Prevalent themes in Mark Twain stories are:
Initiation (loss of innocence): Huckleberry Finn runs away with Jim, a slave, and finds out the reality of how people like them are treated.
Garden of Eden (get it?): In Eve's Diary
Alienation: Huck is alienated because of his drunkard father, his filthy appearance, and common demeanor.
Self-reliance: Huck Finn is very self-reliant, as he spends most of his childhood taking care of himself. Tom Sawyer has a home, unlike Huck, but he is also very independent.
Self-Awareness/realization: Eve was aware of herself and everything around her. She was very philosophical and even comes up with axioms. She learned the reason for her love for Adam.
Celebration of the common place: Mark Twain was not a fantastical writer. He was one of the first to successfully incorporate the various dialects of the time.
The Mark Twain short stories selected took place in: Calaveras County in California; Arctic circle; New York City, during finance & business boom; Rome; St. Petersburg/Hannibal; The train car; Huck & Jim travel across the Mississippi
Characters:
- Tom Sawyer--Adventurous and clever boy; often tricks the neighborhood kids into doing his work.
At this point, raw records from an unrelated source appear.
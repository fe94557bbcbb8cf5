//! Single translation unit compilation.
//!
//! One source file in, one object file out. Failure is a normal outcome
//! value carrying the compiler's stderr; nothing here panics or returns
//! `Err` for a bad compile.

use super::deps;
use super::events::BuildEvent;
use crate::config::ProjectConfig;
use std::path::{Path, PathBuf};
use std::process::Command;
use std::sync::mpsc::Sender;

/// Symbol the engine's optional entry point is renamed to, so an engine
/// `main.c` can coexist with the game's real `main`.
pub const ENGINE_MAIN_RENAME: &str = "-Dmain=__engine_dummy_main";

/// Per-unit compilation outcome.
#[derive(Debug, Clone)]
pub enum UnitOutcome {
    /// Existing object is current; the compiler was never invoked.
    UpToDate(PathBuf),
    /// Freshly compiled object.
    Compiled(PathBuf),
    /// Nonzero compiler exit, or the compiler could not be spawned.
    Failed { source: PathBuf, stderr: String },
}

/// Deterministic object path for a source unit: the path relative to the
/// project root with separators flattened to `_` and the `.c` extension
/// replaced by `.o`, under `bin/obj/`. Distinct sources can never collide
/// and re-running a build maps each unit to the same object.
pub fn object_path(config: &ProjectConfig, source: &Path) -> PathBuf {
    let rel = source.strip_prefix(&config.root).unwrap_or(source);
    let mut flat = rel
        .components()
        .map(|c| c.as_os_str().to_string_lossy())
        .collect::<Vec<_>>()
        .join("_");
    if let Some(stripped) = flat.strip_suffix(".c") {
        flat = format!("{}.o", stripped);
    }
    config.obj_dir.join(flat)
}

/// An engine unit literally named `main.c` carries the engine's own demo
/// entry point; its `main` gets renamed at compile time.
pub fn needs_entry_rename(config: &ProjectConfig, source: &Path) -> bool {
    source.starts_with(&config.engine_dir)
        && source.file_name().is_some_and(|n| n == "main.c")
}

/// Compile one unit, short-circuiting on a cache hit. Cache hits are
/// silent; a real compile announces itself before the compiler runs and
/// forwards any stderr (warnings included) to the event channel.
pub fn compile_unit(
    config: &ProjectConfig,
    source: &Path,
    flags: &[String],
    events: &Sender<BuildEvent>,
) -> UnitOutcome {
    let object = object_path(config, source);

    if !deps::needs_rebuild(config, source, &object) {
        return UnitOutcome::UpToDate(object);
    }

    let rel = source.strip_prefix(&config.root).unwrap_or(source);
    let _ = events.send(BuildEvent::UnitStarted(rel.to_path_buf()));

    let mut cmd = Command::new(&config.compiler);
    cmd.arg("-c")
        .arg(source)
        .arg("-o")
        .arg(&object)
        .args(flags)
        .current_dir(&config.root);

    if needs_entry_rename(config, source) {
        cmd.arg(ENGINE_MAIN_RENAME);
    }

    let output = match cmd.output() {
        Ok(out) => out,
        Err(e) => {
            return UnitOutcome::Failed {
                source: source.to_path_buf(),
                stderr: format!("Failed to execute '{}': {}", config.compiler, e),
            };
        }
    };

    let stderr = String::from_utf8_lossy(&output.stderr).to_string();
    if !stderr.is_empty() {
        let _ = events.send(BuildEvent::ToolOutput(stderr.clone()));
    }

    if output.status.success() {
        UnitOutcome::Compiled(object)
    } else {
        UnitOutcome::Failed {
            source: source.to_path_buf(),
            stderr,
        }
    }
}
- Huck Finn--Is alienated by the rest of the community. Is the same age as Tom Sawyer and becomes his best friend.
- Becky Thatcher--neighborhood girl that Tom has a crush on
- Jim Smiley--A man in Calaveras County who will bet money on anything and everything.
- George Arnold--Starving sculptor that becomes rich once his best friend conduces a ingenious hoax revolving around one of his sculptures.
- James (bad little boy) and Jacob Blivens (good little boy)--Two boys, one who disregards all moral rules and another who strives to live by them. The bad boy is successful, the good one ... dies.
- In "A Fable"--Cat, ass, bear, cow, tiger, lion, leopard, camel, Hathi the elephant
- Adam and Eve--The first two human beings.
- Mark Twain--Often makes an appearance in his own stories, as the listener to a narration from a stranger.
- Esquimau Maiden--Daughter of a rich arctic man who seeks romance.
Style, Technique, Symbolism:
Imagery: Mark Twain was very good at describing setting, but when the characters narrated their own stories, they did not always stop to describe their situation the way a formal narrator would.
Figurative Language: He used a lot of clever lines, sometimes metaphors. Always alluded to things in the outside world and made fun of them.
Diction: Sometimes wordy, specific to each different character. Twain often used characters to narrate stories.
Voice, point of view, tone: His characters were often humorous and they narrated their own stories.
Audience & purpose: Mark Twain was a humorist who poked fun at the human condition. He tried to portray regular American life, devoid of the literal drama of some of his contemporaries' works. Some of his stories were meant to be enjoyed by people who had an intellectual understanding of the current political situation.